Alberto Melnechuky
Valter não tem antecedente criminal, mas foi preso com cocaína de alto grau de pureza.

A Polícia Federal, em conjunto com o Tático Integrado de Grupos de Repressão Especial -Tigre (da Polícia Civil), prendeu no final da tarde de ontem o curitibano Valter de Oliveira Júnior, 23 anos, um dos envolvidos com a quadrilha que seqüestrou o piloto José Melo Viana, no último dia 4 de agosto. Os seqüestradores tem ligação com o Primeiro Comando da Capital -PCC, organização criminosa que surgiu há alguns anos nos presídios paulistas. Um mês e meio antes do seqüestro, Valter deu guarida ao grupo que investigava a vida do piloto, em uma casa que alugou em Pinhais, local onde foi preso sozinho.
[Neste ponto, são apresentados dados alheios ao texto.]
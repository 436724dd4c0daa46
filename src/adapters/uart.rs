//! UART host link (ESP-IDF only).
//!
//! The host writes one request and waits for the reply, so a request ends
//! when the line goes quiet.  Each read waits at most [`READ_GAP_MS`] for
//! more bytes; at 115200 baud that is over a hundred byte times.

use esp_idf_svc::hal::delay::TickType;
use esp_idf_svc::hal::uart::UartDriver;
use esp_idf_svc::sys::EspError;

use crate::protocol::Transport;

/// Inter-byte gap that ends a request.
pub const READ_GAP_MS: u64 = 10;

/// Upper bound on waiting for a reply to leave the FIFO.
const TX_DONE_TIMEOUT_MS: u64 = 50;

pub struct UartTransport {
    uart: UartDriver<'static>,
}

impl UartTransport {
    pub fn new(uart: UartDriver<'static>) -> Self {
        Self { uart }
    }
}

impl Transport for UartTransport {
    type Error = EspError;

    fn read(&mut self, buf: &mut [u8]) -> Result<usize, EspError> {
        self.uart.read(buf, TickType::new_millis(READ_GAP_MS).ticks())
    }

    fn write(&mut self, data: &[u8]) -> Result<usize, EspError> {
        self.uart.write(data)
    }

    fn flush(&mut self) -> Result<(), EspError> {
        self.uart
            .wait_tx_done(TickType::new_millis(TX_DONE_TIMEOUT_MS).ticks())
    }

    fn available(&self) -> bool {
        matches!(self.uart.remaining_read(), Ok(n) if n > 0)
    }
}
//! ESP32 time adapter.
//!
//! Provides the millisecond [`Clock`] the control loop runs on.
//!
//! - **`target_os = "espidf"`**: wraps `esp_timer_get_time()` from the
//!   ESP-IDF high-resolution timer (microsecond precision, monotonic).
//! - **`not(target_os = "espidf")`**: uses `std::time::Instant` for
//!   host-side testing and simulation.

use crate::app::ports::Clock;

/// Time adapter for the ESP32 platform.
pub struct Esp32TimeAdapter {
    #[cfg(not(target_os = "espidf"))]
    start: std::time::Instant,
}

impl Default for Esp32TimeAdapter {
    fn default() -> Self {
        Self::new()
    }
}

impl Esp32TimeAdapter {
    pub fn new() -> Self {
        Self {
            #[cfg(not(target_os = "espidf"))]
            start: std::time::Instant::now(),
        }
    }

    /// Microseconds since boot (monotonic).
    #[cfg(target_os = "espidf")]
    pub fn uptime_us(&self) -> u64 {
        // SAFETY: read-only access to the free-running system timer.
        (unsafe { esp_idf_svc::sys::esp_timer_get_time() }) as u64
    }

    /// Microseconds since the adapter was created (monotonic).
    #[cfg(not(target_os = "espidf"))]
    pub fn uptime_us(&self) -> u64 {
        self.start.elapsed().as_micros() as u64
    }
}

impl Clock for Esp32TimeAdapter {
    /// Truncated to 32 bits; wraps after ~49.7 days.
    fn now_ms(&self) -> u32 {
        (self.uptime_us() / 1_000) as u32
    }
}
Na residência foram encontrados dois quilos de maconha e meio quilo de cocaína com alto grau de pureza, além de uma balança de precisão e uma balaclava (capuz que deixa apenas os olhos à mostra). "Um perito analisou a droga, e há muito tempo não encontrávamos algo com essa pureza", comentou Fernando Francischini, delegado da Polícia Federal, mostrando que a casa funcionava como ponto de tráfico. Também foi apreendido um caderno com o "estatuto do PCC", confirmando seu envolvimento com o comando paulista.
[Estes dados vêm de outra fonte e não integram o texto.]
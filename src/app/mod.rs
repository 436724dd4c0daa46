//! Application core: pure domain logic, zero I/O.
//!
//! The cycle orchestration for the TeCoLab rig lives here.  All interaction
//! with hardware happens through **port traits** defined in [`ports`],
//! keeping this layer fully testable without real peripherals.

pub mod events;
pub mod ports;
pub mod service;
A polícia investiga agora até onde vai o envolvimento de Valter com o seqüestro, para poder determinar em que artigos da Lei ele será autuado. A princípio, pelas drogas encontradas na casa, ele responderá por tráfico de entorpecentes. A partir de Valter, o delegado Riad Farhat, do Tigre, diz que pretende chegar ao restante da quadrilha.

A prisão de Valter, que não tem antecedente criminal, e que prestava favor ao PCC dentro de sua própria residência, intriga a polícia, que irá investigar as ramificações do PCC no Paraná. Farhat acredita que Valter é uma aquisição recente do comando, e que ele poderá esclarecer informações que levem a alguns braços do PCC no Estado.

Seqüestro

Após dois meses pesquisando a vida do piloto, os seqüestradores o capturaram quando ele levava a filha para a escola. Nessa mesma data, 4 de agosto, a família do piloto também foi seqüestrada e mantida em cativeiro em uma casa na Rua Doutor Simão Kossobudski, no Boqueirão. O que a quadrilha desejava é que Viana, dono de uma empresa de táxi aéreo na capital e experiente piloto de aeronaves, conduzisse um helicóptero até o presídio de Mirandópolis (SP), onde um preso, integrante do PCC, seria resgatado. Para facilitar o resgate, uma rebelião foi iniciada no presídio, controlada horas depois. Apesar de a polícia ter algumas suspeitas, o preso que seria resgatado não foi identificado. Em Curitiba, o cativeiro foi estourado no domingo, 7 de agosto, mesma data da rebelião em Mirandópolis.

No cativeiro, mais quatro prisões

No domingo, 7 de agosto, dia em policiais do Grupo Tigre estouraram o cativeiro da família de José Melo Viana, quatro integrantes da quadrilha foram presos. Edimar Alves, 37 anos, o "Fininho", um dos chefes de uma facção do PCC, a mulher dele, Ana Lucia da Paixão, 36, que inicialmente forneceu outros dois nomes falsos à polícia; Elondri Marcelo Santos Boza, 24, o "Cabelo", e Alessandro de Jesus Alves, 19, conhecido como "Colorau". Eles eram os responsáveis pelo cativeiro. Heloísa, mulher do piloto José Melo Viana, 51 anos, a filha caçula do casal, de 11 anos, e Maria de Lurdes, empregada da família, foram mantidas como reféns em uma casa no Boqueirão.